Dataset excerpts
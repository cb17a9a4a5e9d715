//! The verification driver.
//!
//! One verification is a strict sequence: fire the trigger, collect the
//! actual state, compare it with the expected state. A failing trigger ends
//! the sequence immediately; there is nothing meaningful to collect.

use std::fmt;
use std::path::Path;

use crate::types::{MismatchReport, TreeState, TriggerFailure, VerificationResult};

use super::collect::CollectMode;
use super::compare::compare;

/// What a trigger reports when it finishes.
#[derive(Debug, Clone, Default, PartialEq, Eq)]
pub struct Completion {
    /// Whether the operation completed normally.
    pub success: bool,

    /// Process exit code, if the operation was a process.
    pub exit_code: Option<i32>,

    /// Standard output, one entry per line.
    pub stdout: Vec<String>,

    /// Standard error.
    pub stderr: String,
}

impl Completion {
    /// A successful completion with the given output lines.
    pub fn success(stdout: Vec<String>) -> Self {
        Self {
            success: true,
            exit_code: Some(0),
            stdout,
            stderr: String::new(),
        }
    }

    /// A failed completion.
    pub fn failure(exit_code: Option<i32>, stderr: impl Into<String>) -> Self {
        Self {
            success: false,
            exit_code,
            stdout: Vec::new(),
            stderr: stderr.into(),
        }
    }

    /// Build a completion from a finished process.
    pub fn from_output(output: &std::process::Output) -> Self {
        Self {
            success: output.status.success(),
            exit_code: output.status.code(),
            stdout: String::from_utf8_lossy(&output.stdout)
                .lines()
                .map(str::to_string)
                .collect(),
            stderr: String::from_utf8_lossy(&output.stderr).into_owned(),
        }
    }

    fn into_failure(self, trigger: &str) -> TriggerFailure {
        TriggerFailure {
            trigger: trigger.to_string(),
            exit_code: self.exit_code,
            stdout: self.stdout,
            stderr: self.stderr,
        }
    }
}

/// The operation under test.
///
/// Implemented for any `FnMut() -> Completion`, so a closure can serve as a
/// trigger in tests.
pub trait Trigger {
    /// Name used in logs and failure messages.
    fn name(&self) -> &str {
        "operation"
    }

    /// Perform the operation and report how it finished.
    fn fire(&mut self) -> Completion;
}

impl<F> Trigger for F
where
    F: FnMut() -> Completion,
{
    fn fire(&mut self) -> Completion {
        self()
    }
}

/// Stages of one verification.
#[derive(Debug, Clone, Copy, PartialEq, Eq)]
enum Stage {
    Setup,
    Execute,
    Collect,
    Compare,
    Done,
}

impl fmt::Display for Stage {
    fn fmt(&self, f: &mut fmt::Formatter<'_>) -> fmt::Result {
        let s = match self {
            Stage::Setup => "setup",
            Stage::Execute => "execute",
            Stage::Collect => "collect",
            Stage::Compare => "compare",
            Stage::Done => "done",
        };
        f.write_str(s)
    }
}

/// Single-use verification of one operation.
///
/// Holds one or more checks, each an expected state and where its actual
/// state comes from. `run` fires the trigger once, then collects and
/// compares every check in order; the reports are concatenated. `run`
/// consumes the verifier: there is no retry and no partial re-run.
#[derive(Debug)]
pub struct Verifier<'a> {
    checks: Vec<(&'a TreeState, CollectMode)>,
    stage: Stage,
}

impl<'a> Verifier<'a> {
    pub fn new(expected: &'a TreeState, mode: CollectMode) -> Self {
        Self {
            checks: vec![(expected, mode)],
            stage: Stage::Setup,
        }
    }

    /// Add another check against the same trigger execution.
    pub fn and_check(mut self, expected: &'a TreeState, mode: CollectMode) -> Self {
        self.checks.push((expected, mode));
        self
    }

    fn advance(&mut self, next: Stage) {
        log::debug!("verify: {} -> {}", self.stage, next);
        self.stage = next;
    }

    /// Fire `trigger`, then collect and compare each check.
    pub fn run(mut self, trigger: &mut dyn Trigger) -> VerificationResult {
        self.advance(Stage::Execute);
        let completion = trigger.fire();
        if !completion.success {
            let failure = completion.into_failure(trigger.name());
            log::debug!("verify: {failure}");
            self.advance(Stage::Done);
            return VerificationResult::Failed(failure.into());
        }

        let checks = std::mem::take(&mut self.checks);
        let mut report = MismatchReport::default();
        for (expected, mode) in checks {
            self.advance(Stage::Collect);
            let actual = match mode.collect(&completion) {
                Ok(state) => state,
                Err(e) => {
                    self.advance(Stage::Done);
                    return VerificationResult::Failed(e.into());
                }
            };

            self.advance(Stage::Compare);
            report.extend(compare(expected, &actual));
        }

        self.advance(Stage::Done);
        VerificationResult::from_report(report)
    }
}

/// Fire `trigger` and verify the result against `expected`.
pub fn verify(
    expected: &TreeState,
    trigger: &mut dyn Trigger,
    mode: CollectMode,
) -> VerificationResult {
    Verifier::new(expected, mode).run(trigger)
}

/// Verify an export-style operation in one go.
///
/// The trigger is fired once. Its output lines are checked against
/// `expected_output` (paths relative to `target`), then the tree written at
/// `target` is checked against `expected_disk`. Mismatches from both checks
/// are reported together, output records first.
pub fn verify_export(
    trigger: &mut dyn Trigger,
    target: &Path,
    expected_output: &TreeState,
    expected_disk: &TreeState,
) -> VerificationResult {
    log::debug!("verify_export: {} into {}", trigger.name(), target.display());
    Verifier::new(expected_output, CollectMode::output_under(target))
        .and_check(expected_disk, CollectMode::disk(target))
        .run(trigger)
}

# Directions
Every line above needs to be retyped exactly.

# Answer space
repository cb17a9a4a5e9d715
//! The verification driver.
//!
//! One verification is a strict sequence: fire the trigger, collect the
//! actual state, compare it with the expected state. A failing trigger ends
//! the sequence immediately; there is nothing meaningful to collect.

use std::fmt;
use std::path::Path;

use crate::types::{MismatchReport, TreeState, TriggerFailure, VerificationResult};

use super::collect::CollectMode;
use super::compare::compare;

/// What a trigger reports when it finishes.
#[derive(Debug, Clone, Default, PartialEq, Eq)]
pub struct Completion {
    /// Whether the operation completed normally.
    pub success: bool,

    /// Process exit code, if the operation was a process.
    pub exit_code: Option<i32>,

    /// Standard output, one entry per line.
    pub stdout: Vec<String>,

    /// Standard error.
    pub stderr: String,
}

impl Completion {
    /// A successful completion with the given output lines.
    pub fn success(stdout: Vec<String>) -> Self {
        Self {
            success: true,
            exit_code: Some(0),
            stdout,
            stderr: String::new(),
        }
    }

    /// A failed completion.
    pub fn failure(exit_code: Option<i32>, stderr: impl Into<String>) -> Self {
        Self {
            success: false,
            exit_code,
            stdout: Vec::new(),
            stderr: stderr.into(),
        }
    }

    /// Build a completion from a finished process.
    pub fn from_output(output: &std::process::Output) -> Self {
        Self {
            success: output.status.success(),
            exit_code: output.status.code(),
            stdout: String::from_utf8_lossy(&output.stdout)
                .lines()
                .map(str::to_string)
                .collect(),
            stderr: String::from_utf8_lossy(&output.stderr).into_owned(),
        }
    }

    fn into_failure(self, trigger: &str) -> TriggerFailure {
        TriggerFailure {
            trigger: trigger.to_string(),
            exit_code: self.exit_code,
            stdout: self.stdout,
            stderr: self.stderr,
        }
    }
}

/// The operation under test.
///
/// Implemented for any `FnMut() -> Completion`, so a closure can serve as a
/// trigger in tests.
pub trait Trigger {
    /// Name used in logs and failure messages.
    fn name(&self) -> &str {
        "operation"
    }

    /// Perform the operation and report how it finished.
    fn fire(&mut self) -> Completion;
}

impl<F> Trigger for F
where
    F: FnMut() -> Completion,
{
    fn fire(&mut self) -> Completion {
        self()
    }
}

/// Stages of one verification.
#[derive(Debug, Clone, Copy, PartialEq, Eq)]
enum Stage {
    Setup,
    Execute,
    Collect,
    Compare,
    Done,
}

impl fmt::Display for Stage {
    fn fmt(&self, f: &mut fmt::Formatter<'_>) -> fmt::Result {
        let s = match self {
            Stage::Setup => "setup",
            Stage::Execute => "execute",
            Stage::Collect => "collect",
            Stage::Compare => "compare",
            Stage::Done => "done",
        };
        f.write_str(s)
    }
}

/// Single-use verification of one operation.
///
/// Holds one or more checks, each an expected state and where its actual
/// state comes from. `run` fires the trigger once, then collects and
/// compares every check in order; the reports are concatenated. `run`
/// consumes the verifier: there is no retry and no partial re-run.
#[derive(Debug)]
pub struct Verifier<'a> {
    checks: Vec<(&'a TreeState, CollectMode)>,
    stage: Stage,
}

impl<'a> Verifier<'a> {
    pub fn new(expected: &'a TreeState, mode: CollectMode) -> Self {
        Self {
            checks: vec![(expected, mode)],
            stage: Stage::Setup,
        }
    }

    /// Add another check against the same trigger execution.
    pub fn and_check(mut self, expected: &'a TreeState, mode: CollectMode) -> Self {
        self.checks.push((expected, mode));
        self
    }

    fn advance(&mut self, next: Stage) {
        log::debug!("verify: {} -> {}", self.stage, next);
        self.stage = next;
    }

    /// Fire `trigger`, then collect and compare each check.
    pub fn run(mut self, trigger: &mut dyn Trigger) -> VerificationResult {
        self.advance(Stage::Execute);
        let completion = trigger.fire();
        if !completion.success {
            let failure = completion.into_failure(trigger.name());
            log::debug!("verify: {failure}");
            self.advance(Stage::Done);
            return VerificationResult::Failed(failure.into());
        }

        let checks = std::mem::take(&mut self.checks);
        let mut report = MismatchReport::default();
        for (expected, mode) in checks {
            self.advance(Stage::Collect);
            let actual = match mode.collect(&completion) {
                Ok(state) => state,
                Err(e) => {
                    self.advance(Stage::Done);
                    return VerificationResult::Failed(e.into());
                }
            };

            self.advance(Stage::Compare);
            report.extend(compare(expected, &actual));
        }

        self.advance(Stage::Done);
        VerificationResult::from_report(report)
    }
}

/// Fire `trigger` and verify the result against `expected`.
pub fn verify(
    expected: &TreeState,
    trigger: &mut dyn Trigger,
    mode: CollectMode,
) -> VerificationResult {
    Verifier::new(expected, mode).run(trigger)
}

/// Verify an export-style operation in one go.
///
/// The trigger is fired once. Its output lines are checked against
/// `expected_output` (paths relative to `target`), then the tree written at
/// `target` is checked against `expected_disk`. Mismatches from both checks
/// are reported together, output records first.
pub fn verify_export(
    trigger: &mut dyn Trigger,
    target: &Path,
    expected_output: &TreeState,
    expected_disk: &TreeState,
) -> VerificationResult {
    log::debug!("verify_export: {} into {}", trigger.name(), target.display());
    Verifier::new(expected_output, CollectMode::output_under(target))
        .and_check(expected_disk, CollectMode::disk(target))
        .run(trigger)
}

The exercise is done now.